• [EXERCISE]
State the count of lines below in which the word "iter" appears, and add nothing.
#### INPUT ####
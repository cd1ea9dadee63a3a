//! Dated fire footprint datasets: discovery, date extraction and aggregation into
//! a cumulative raster and a raster of the most recent dataset.

use std::path::{Path, PathBuf};

use chrono::NaiveDate;

use crate::{
    Error, RasterGrid, Result, VectorFeatureSet,
    raster::GeoRaster,
    vector::{io, rasterize},
};

const DATE_TOKEN_LENGTH: usize = 8;
const DATE_FORMAT: &str = "%Y%m%d";

pub const BURNED: f32 = 1.0;
pub const NOT_BURNED: f32 = 0.0;

/// Parses the first run of 8 digits in the identifier as a `YYYYMMDD` date
pub fn parse_date_token(identifier: &str) -> Result<NaiveDate> {
    let bytes = identifier.as_bytes();
    let token = bytes
        .windows(DATE_TOKEN_LENGTH)
        .position(|window| window.iter().all(u8::is_ascii_digit))
        .map(|start| &identifier[start..start + DATE_TOKEN_LENGTH])
        .ok_or_else(|| Error::MalformedDate(identifier.to_string()))?;

    NaiveDate::parse_from_str(token, DATE_FORMAT).map_err(|_| Error::MalformedDate(identifier.to_string()))
}

/// The date embedded in the identifier, `NaiveDate::MIN` when there is no valid date token
pub fn date_from_identifier(identifier: &str) -> NaiveDate {
    match parse_date_token(identifier) {
        Ok(date) => date,
        Err(err) => {
            log::warn!("{err}, the dataset is considered the oldest");
            NaiveDate::MIN
        }
    }
}

/// Recursively finds the files in `dir` whose name starts with `prefix` and has the `extension` (case insensitive).
/// The result is sorted to obtain a deterministic processing order.
pub fn discover_datasets(dir: &Path, prefix: &str, extension: &str) -> Result<Vec<PathBuf>> {
    if !dir.is_dir() {
        return Err(Error::OptionalSourceMissing(dir.to_path_buf()));
    }

    let mut paths = Vec::new();
    for entry in walkdir::WalkDir::new(dir) {
        let entry = entry.map_err(|err| Error::Runtime(format!("Failed to list {}: {err}", dir.display())))?;
        if !entry.file_type().is_file() {
            continue;
        }

        let path = entry.path();
        let name_matches = path.file_name().is_some_and(|name| name.to_string_lossy().starts_with(prefix));
        let ext_matches = path
            .extension()
            .is_some_and(|ext| ext.to_string_lossy().eq_ignore_ascii_case(extension));

        if name_matches && ext_matches {
            paths.push(path.to_path_buf());
        }
    }

    paths.sort();
    log::info!("Found {} datasets in {}", paths.len(), dir.display());
    Ok(paths)
}

/// Reads the datasets and tags them with the date of their file name.
/// Datasets that can not be read are skipped.
pub fn load_datasets(paths: &[PathBuf]) -> Vec<VectorFeatureSet> {
    paths
        .iter()
        .filter_map(|path| match io::read(path) {
            Ok(features) => {
                let name = features.source().unwrap_or_default().to_string();
                Some(features.with_timestamp(date_from_identifier(&name)))
            }
            Err(err) => {
                log::warn!("Skipping dataset {}: {err}", path.display());
                None
            }
        })
        .collect()
}

/// Result of the aggregation of the fire history on a grid
#[derive(Debug, Clone)]
pub struct FireHistory {
    /// Union of all the features that intersect the grid
    pub cumulative: GeoRaster,
    /// Features of the most recent dataset that intersects the grid
    pub most_recent: GeoRaster,
    /// Number of datasets that intersect the grid
    pub contributing: usize,
    pub most_recent_date: Option<NaiveDate>,
    pub most_recent_source: Option<String>,
}

impl FireHistory {
    fn empty(grid: &RasterGrid) -> Self {
        FireHistory {
            cumulative: GeoRaster::filled_with(grid.clone(), NOT_BURNED),
            most_recent: GeoRaster::filled_with(grid.clone(), NOT_BURNED),
            contributing: 0,
            most_recent_date: None,
            most_recent_source: None,
        }
    }

    pub fn is_empty(&self) -> bool {
        self.contributing == 0
    }
}

/// Aggregates dated feature sets on the grid.
///
/// Only the features intersecting the grid extent are kept. The cumulative raster is the union of all of them,
/// the most recent raster contains the dataset with the latest timestamp (the first one in input order on ties).
/// Datasets that can not be reprojected to the grid projection are skipped.
/// When nothing intersects the grid both rasters contain only background values.
pub fn aggregate(datasets: &[VectorFeatureSet], grid: &RasterGrid) -> Result<FireHistory> {
    let area = grid.bounding_box();

    let mut intersecting = Vec::new();
    for dataset in datasets {
        let features = if dataset.has_projection(grid.projection()) {
            dataset.intersecting(&area)
        } else {
            match dataset.reprojected(grid.projection()) {
                Ok(reprojected) => reprojected.intersecting(&area),
                Err(err) => {
                    log::warn!(
                        "Skipping dataset {}: reprojection failed ({err})",
                        dataset.source().unwrap_or("unnamed dataset")
                    );
                    continue;
                }
            }
        };

        if features.is_empty() {
            log::debug!("No intersection with the grid: {}", dataset.source().unwrap_or("unnamed dataset"));
            continue;
        }

        log::info!(
            "Dataset intersects the grid: {} ({} features)",
            dataset.source().unwrap_or("unnamed dataset"),
            features.len()
        );
        intersecting.push(features);
    }

    let Some(merged) = VectorFeatureSet::merged(&intersecting) else {
        log::warn!("{}, generating empty fire rasters", Error::EmptyIntersection);
        return Ok(FireHistory::empty(grid));
    };

    let mut most_recent = &intersecting[0];
    for dataset in &intersecting[1..] {
        if dataset.timestamp() > most_recent.timestamp() {
            most_recent = dataset;
        }
    }

    log::info!(
        "Most recent dataset: {} ({})",
        most_recent.source().unwrap_or("unnamed dataset"),
        most_recent.timestamp().map(|date| date.to_string()).unwrap_or_default()
    );

    Ok(FireHistory {
        cumulative: rasterize(&merged, grid, BURNED, NOT_BURNED)?,
        most_recent: rasterize(most_recent, grid, BURNED, NOT_BURNED)?,
        contributing: intersecting.len(),
        most_recent_date: most_recent.timestamp(),
        most_recent_source: most_recent.source().map(str::to_string),
    })
}

#[cfg(test)]
mod tests {
    use super::*;
    use crate::{GeoTransform, RasterSize, vector::geometry::rectangle};

    fn date(y: i32, m: u32, d: u32) -> NaiveDate {
        NaiveDate::from_ymd_opt(y, m, d).unwrap()
    }

    fn grid() -> RasterGrid {
        RasterGrid::new(
            "EPSG:32718",
            RasterSize::with_rows_cols(4, 4),
            GeoTransform::new([0.0, 10.0, 0.0, 40.0, 0.0, -10.0]),
            Some(0.0),
        )
    }

    fn dataset(name: &str, min_x: f64, min_y: f64) -> VectorFeatureSet {
        VectorFeatureSet::new("EPSG:32718", vec![rectangle(min_x, min_y, min_x + 10.0, min_y + 10.0)])
            .with_source(name)
            .with_timestamp(date_from_identifier(name))
    }

    #[test]
    fn date_tokens() {
        assert_eq!(parse_date_token("FireScar_CL-LR_LI_20150601.geojson").unwrap(), date(2015, 6, 1));
        assert_eq!(parse_date_token("20201231").unwrap(), date(2020, 12, 31));
        // the first 8 digits of a longer run
        assert_eq!(parse_date_token("x2010010199").unwrap(), date(2010, 1, 1));
        assert!(matches!(parse_date_token("FireScar_2015.geojson"), Err(Error::MalformedDate(_))));
        assert!(matches!(parse_date_token("FireScar_20151341.geojson"), Err(Error::MalformedDate(_))));
        assert_eq!(date_from_identifier("no date"), NaiveDate::MIN);
    }

    #[test]
    fn cumulative_and_most_recent() -> Result<()> {
        let datasets = vec![
            dataset("FireScar_20100101.geojson", 0.0, 30.0),
            dataset("FireScar_20201231.geojson", 10.0, 20.0),
            dataset("FireScar_20150601.geojson", 20.0, 10.0),
        ];

        let history = aggregate(&datasets, &grid())?;
        assert_eq!(history.contributing, 3);
        assert_eq!(history.most_recent_date, Some(date(2020, 12, 31)));
        assert_eq!(history.most_recent_source.as_deref(), Some("FireScar_20201231.geojson"));

        let cumulative = history.cumulative.band();
        assert_eq!(cumulative.value(0, 0), BURNED);
        assert_eq!(cumulative.value(1, 1), BURNED);
        assert_eq!(cumulative.value(2, 2), BURNED);
        assert_eq!(cumulative.iter().filter(|v| *v == BURNED).count(), 3);

        let recent = history.most_recent.band();
        assert_eq!(recent.value(1, 1), BURNED);
        assert_eq!(recent.iter().filter(|v| *v == BURNED).count(), 1);
        Ok(())
    }

    #[test]
    fn equal_dates_keep_input_order() -> Result<()> {
        let datasets = vec![
            dataset("FireScar_A_20200101.geojson", 0.0, 30.0),
            dataset("FireScar_B_20200101.geojson", 30.0, 0.0),
        ];

        let history = aggregate(&datasets, &grid())?;
        assert_eq!(history.most_recent_source.as_deref(), Some("FireScar_A_20200101.geojson"));
        assert_eq!(history.most_recent.band().value(0, 0), BURNED);
        assert_eq!(history.most_recent.band().value(3, 3), NOT_BURNED);
        Ok(())
    }

    #[test]
    fn non_intersecting_datasets_are_ignored() -> Result<()> {
        let datasets = vec![
            dataset("FireScar_20100101.geojson", 0.0, 30.0),
            dataset("FireScar_20221231.geojson", 1000.0, 1000.0),
        ];

        let history = aggregate(&datasets, &grid())?;
        assert_eq!(history.contributing, 1);
        assert_eq!(history.most_recent_date, Some(date(2010, 1, 1)));
        Ok(())
    }

    #[test]
    fn datasets_in_unknown_projection_are_skipped() -> Result<()> {
        let unknown = VectorFeatureSet::new("EPSG:1", vec![rectangle(0.0, 0.0, 40.0, 40.0)])
            .with_source("FireScar_20221231.geojson")
            .with_timestamp(date(2022, 12, 31));
        let datasets = vec![unknown, dataset("FireScar_20150601.geojson", 20.0, 10.0)];

        let history = aggregate(&datasets, &grid())?;
        assert_eq!(history.contributing, 1);
        assert_eq!(history.most_recent_date, Some(date(2015, 6, 1)));
        assert_eq!(history.most_recent_source.as_deref(), Some("FireScar_20150601.geojson"));
        assert_eq!(history.cumulative.band().iter().filter(|v| *v == BURNED).count(), 1);
        assert_eq!(history.most_recent.band().value(2, 2), BURNED);
        Ok(())
    }

    #[test]
    fn nothing_intersects() -> Result<()> {
        let datasets = vec![dataset("FireScar_20221231.geojson", 1000.0, 1000.0)];
        for history in [aggregate(&datasets, &grid())?, aggregate(&[], &grid())?] {
            assert!(history.is_empty());
            assert!(history.cumulative.band().iter().all(|v| v == NOT_BURNED));
            assert!(history.most_recent.band().iter().all(|v| v == NOT_BURNED));
            assert_eq!(history.cumulative.grid(), &grid());
        }
        Ok(())
    }

    #[test]
    fn discover_files() -> Result<()> {
        let dir = tempfile::tempdir()?;
        let nested = dir.path().join("2015").join("scars");
        std::fs::create_dir_all(&nested)?;
        std::fs::write(dir.path().join("FireScar_20100101.geojson"), "{}")?;
        std::fs::write(nested.join("FireScar_20150601.GEOJSON"), "{}")?;
        std::fs::write(nested.join("FireScar_20150601.shp"), "")?;
        std::fs::write(nested.join("Other_20150601.geojson"), "{}")?;

        let paths = discover_datasets(dir.path(), "FireScar", "geojson")?;
        assert_eq!(paths.len(), 2);
        assert!(paths.iter().all(|p| p.file_name().unwrap().to_string_lossy().starts_with("FireScar")));

        assert!(matches!(
            discover_datasets(&dir.path().join("missing"), "FireScar", "geojson"),
            Err(Error::OptionalSourceMissing(_))
        ));
        Ok(())
    }

    #[test]
    fn unreadable_datasets_are_skipped() -> Result<()> {
        let dir = tempfile::tempdir()?;
        let valid = dir.path().join("FireScar_20150601.geojson");
        std::fs::write(
            &valid,
            r#"{ "type": "Polygon", "coordinates": [[[-73.3, -39.9], [-73.2, -39.9], [-73.2, -39.8], [-73.3, -39.9]]] }"#,
        )?;
        let invalid = dir.path().join("FireScar_20160601.geojson");
        std::fs::write(&invalid, "not json")?;

        let datasets = load_datasets(&[valid, invalid]);
        assert_eq!(datasets.len(), 1);
        assert_eq!(datasets[0].timestamp(), Some(date(2015, 6, 1)));
        Ok(())
    }
}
####
• [OUTPUT BELOW]
8